At the height of Australia’s pre-GFC boom – think 2006 and 2007 – many economists liked to talk about the impact on the economy of the “wealth effect”. The idea was simple. As property prices and share prices rose, the value of household assets went up. Households felt rich and they rushed out to fill […]
James Thomson
James Thomson

At the height of Australia’s pre-GFC boom – think 2006 and 2007 – many economists liked to talk about the impact on the economy of the “wealth effect”.

The idea was simple. As property prices and share prices rose, the value of household assets went up. Households felt rich and they rushed out to fill their homes with new televisions, new cars and other baubles. Consumer borrowing and spending were high and business (particularly retailers) were happy.

Makes sense, doesn’t it? And no surprise that when the GFC struck and shares and house prices went south, we felt something like a reverse wealth effect. Spending dried up, households reduced their debt levels and everyone felt that little bit poorer.

From everything we see and hear in the non-mining economy, it would appear that the “reverse wealth effect” is still with us. Savings levels have increased, households have been steadily paying down debt (and still feel worried about meeting bills and mortgage payments) and retail sales have flat-lined.

But new data from investment bank Credit Suisse suggests we’ve got no reason to feel this way at all.

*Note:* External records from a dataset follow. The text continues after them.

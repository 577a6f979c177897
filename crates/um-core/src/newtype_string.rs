//! Macro for identifier newtypes.
//!
//! Project and node identifiers are plain strings on the wire but must never
//! be mixed up in code. Each identifier gets the same small surface: checked
//! construction, string access, and the borrow impls needed to use it as a
//! map key looked up by `&str`.

/// Define a non-empty string identifier.
///
/// Generates the struct with `Debug, Clone, PartialEq, Eq, Hash, PartialOrd,
/// Ord, Serialize`, a `Deserialize` that rejects empty strings, `new()` /
/// `try_new()` / `as_str()` / `into_inner()`, `Display`, `AsRef<str>`,
/// `Deref<Target = str>`, `Borrow<str>` and `PartialEq` against string types.
macro_rules! define_id {
    (
        $(#[$meta:meta])*
        $vis:vis struct $Name:ident;
    ) => {
        $(#[$meta])*
        #[derive(Debug, Clone, PartialEq, Eq, Hash, PartialOrd, Ord, serde::Serialize)]
        #[serde(transparent)]
        $vis struct $Name(String);

        impl<'de> serde::Deserialize<'de> for $Name {
            fn deserialize<D>(deserializer: D) -> Result<Self, D::Error>
            where
                D: serde::Deserializer<'de>,
            {
                let s = String::deserialize(deserializer)?;
                $Name::try_new(s).ok_or_else(|| {
                    serde::de::Error::custom(concat!(stringify!($Name), " must not be empty"))
                })
            }
        }

        impl $Name {
            /// Wrap an identifier that is known to be non-empty.
            ///
            /// Debug builds assert the invariant; use [`try_new`](Self::try_new)
            /// for untrusted input.
            pub fn new(id: impl Into<String>) -> Self {
                let s = id.into();
                debug_assert!(!s.is_empty(), concat!(stringify!($Name), " must not be empty"));
                Self(s)
            }

            /// Wrap an identifier, returning `None` when it is empty.
            pub fn try_new(id: impl Into<String>) -> Option<Self> {
                let s = id.into();
                if s.is_empty() {
                    None
                } else {
                    Some(Self(s))
                }
            }

            /// Borrow the identifier text.
            pub fn as_str(&self) -> &str {
                &self.0
            }

            /// Unwrap into the owned identifier text.
            pub fn into_inner(self) -> String {
                self.0
            }
        }

        impl std::fmt::Display for $Name {
            fn fmt(&self, f: &mut std::fmt::Formatter<'_>) -> std::fmt::Result {
                f.write_str(&self.0)
            }
        }

        impl AsRef<str> for $Name {
            fn as_ref(&self) -> &str {
                &self.0
            }
        }

        impl std::ops::Deref for $Name {
            type Target = str;
            fn deref(&self) -> &str {
                &self.0
            }
        }

        impl std::borrow::Borrow<str> for $Name {
            fn borrow(&self) -> &str {
                &self.0
            }
        }

        impl PartialEq<str> for $Name {
            fn eq(&self, other: &str) -> bool {
                self.0 == other
            }
        }

        impl PartialEq<&str> for $Name {
            fn eq(&self, other: &&str) -> bool {
                self.0 == *other
            }
        }

        impl PartialEq<String> for $Name {
            fn eq(&self, other: &String) -> bool {
                self.0 == *other
            }
        }
    };
}

pub(crate) use define_id;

The bank’s second annual wealth report shows Australia has the second-highest average wealth level in the world at $US396,745 per person, just behind Switzerland which leads with $US540,010.

Even more impressively, Australia’s middle class is world beating. According to the Credit Suisse data, the mid-point of its sample suggests a median level of wealth of $221,704 – the highest in the world.

Now, there are a few wrinkles with this data. Unlike many other surveys of wealth, Credit Suisse does include the family home in its figures. Given that many believe that house prices are set to fall, this may be seen to inflate the total wealth figures. The counter to this is that Credit Suisse have adjusted to household debt, theoretically any housing-related bias should be somewhat reduced.

In my opinion, the figures reinforce what a strong position the Australian economy – and Australian households – are in.

But the fact that we are not seeing even small signs of any wealth effect does suggest that the average Australian household remains extremely anxious about what’s coming around the corner. Households are taking what they see as the prudent option, keeping spending to a minimum and reducing debt where possible.

Sensibly, but as Alan Kohler pointed out yesterday, it’s a touch worrying if everyone around the world stops spending and starts saving at the same time. That would depress global demand and lead inevitably to a spike in unemployment which could eventually make its way down to Australia. This is why we need the situation in Europe sorted quickly, before economies around the world start to seize-up even further.

Interestingly, the Credit Suisse report doesn’t predict this and is extremely positive about the future, predicting wealth will jump by 50% in the next five years to $345 trillion.

While that is led largely by growth in emerging markets in Asia and Latin America, it does suggest a global recovery and perhaps even a re-emergence of the wealth effect.